At the present time, specific methods to monitor the quality of respiratory care protocol programs include conducting care plan audits in real time and ensuring practitioner training by using case study exercises. Evolving innovations include using simulation exercises to enhance and to measure the performance of RTs.

Monitoring correctness of respiratory care plans can be accomplished by using a care plan audit system. Care plan auditors must be therapists who are experienced in providing respiratory care and patient assessment. The auditors must also be practiced in using the institution’s protocol system and in writing care plans. With an auditing system, the auditor writes a care plan for a patient and compares it with the care plan written by the therapist evaluator to determine correctness. A specified number of audits should be performed monthly, with results tabulated and reported monthly or quarterly, depending on the size of the hospital. Feedback must be provided to the evaluators whose care plans are being audited to show their proficiency or to indicate areas that require improvement. Figure 2-6 shows a form used at the Cleveland Clinic to provide feedback to evaluators.

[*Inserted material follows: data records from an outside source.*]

//! Check command implementation

use colored::Colorize;
use serde::Serialize;
use srcsync_core::{CheckReport, CheckStatus};

use super::prepare;
use crate::cli::TargetArgs;
use crate::error::Result;

/// Exit code for any fatal error
pub const EXIT_ERROR: i32 = 4;

/// Process exit code for a check outcome
pub fn exit_code(status: CheckStatus) -> i32 {
    match status {
        CheckStatus::UpToDate => 0,
        CheckStatus::NoStatusFile => 1,
        CheckStatus::ManifestChanged => 2,
        CheckStatus::ContentChanged => 3,
    }
}

#[derive(Serialize)]
struct CheckOutput<'a> {
    #[serde(flatten)]
    report: &'a CheckReport,
    exit_code: i32,
}

/// Run the check command
///
/// Returns the exit code for the outcome; stale output is not an error.
pub fn run_check(args: &TargetArgs) -> Result<i32> {
    let (manifest, engine) = prepare(args)?;
    let report = engine.check(&manifest)?;
    let code = exit_code(report.status);

    if args.json {
        let output = CheckOutput {
            report: &report,
            exit_code: code,
        };
        println!("{}", serde_json::to_string_pretty(&output)?);
        return Ok(code);
    }

    let label = match report.status {
        CheckStatus::UpToDate => "OK".green().bold(),
        CheckStatus::NoStatusFile => "NOT SYNCED".yellow().bold(),
        CheckStatus::ManifestChanged | CheckStatus::ContentChanged => {
            "STALE".red().bold()
        }
    };
    println!("{} {}: {}", label, report.status, report.reason);
    if let Some(path) = &report.path {
        println!("   {} {}", "-".dimmed(), path.display().to_string().cyan());
    }
    if !report.is_up_to_date() {
        println!();
        println!("Run {} to update.", "srcsync sync".cyan());
    }

    Ok(code)
}
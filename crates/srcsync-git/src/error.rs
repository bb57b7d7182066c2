//! Error types for srcsync-git

/// Result type for srcsync-git operations
pub type Result<T> = std::result::Result<T, Error>;

/// Errors that can occur while materializing a checkout
#[derive(Debug, thiserror::Error)]
pub enum Error {
    #[error("Git error: {0}")]
    Git(#[from] git2::Error),

    #[error("Filesystem error: {0}")]
    Fs(#[from] srcsync_fs::Error),

    #[error("Failed to clone {url}: {message}")]
    CloneFailed { url: String, message: String },

    #[error("Failed to fetch {url}: {message}")]
    FetchFailed { url: String, message: String },

    #[error("Revision '{revision}' not found in {url}")]
    RevisionNotFound { url: String, revision: String },
}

Another monitoring method found useful for respiratory therapy consult services is the case study exercise (or simulated patient scenario exercise). Simulated patient exercises can help determine the consistency of respiratory care plans among therapist evaluators. The scores of individual therapists may be tracked over time to identify problems and to assess improvement.

Simulated patient exercises may consist of a set of three or four patient scenarios. All RTs working under the protocol system, whether or not they are evaluators, complete an assessment sheet and, following the associated algorithms, write a care plan for each scenario. The assessment sheets and the care plans are compared with the “gold standard,” or correct assessments and care plans as determined by the consensus of the education coordinator and the supervisors. Scores are tabulated for the individual therapists, and the number of errors for each therapy is examined. If a particular therapy consistently has a large number of associated errors, the algorithm is reviewed for errors or vagueness. To facilitate administering and grading patient simulation exercise results, a computer-based system that scores the assessments and care plans and provides feedback to the RT has been used. Performance data of individual RTs are maintained in a database to calculate and track aggregate performance statistics.

Peer Review Organizations

In addition to the voluntary accreditation process that health care organizations use to help ensure that patients are receiving quality care, the federal government has established an elaborate system of PROs to evaluate the quality and appropriateness of care given to Medicare beneficiaries. PROs evaluate care provided to individual patients in real time to assess and ensure compliance with federal guidelines.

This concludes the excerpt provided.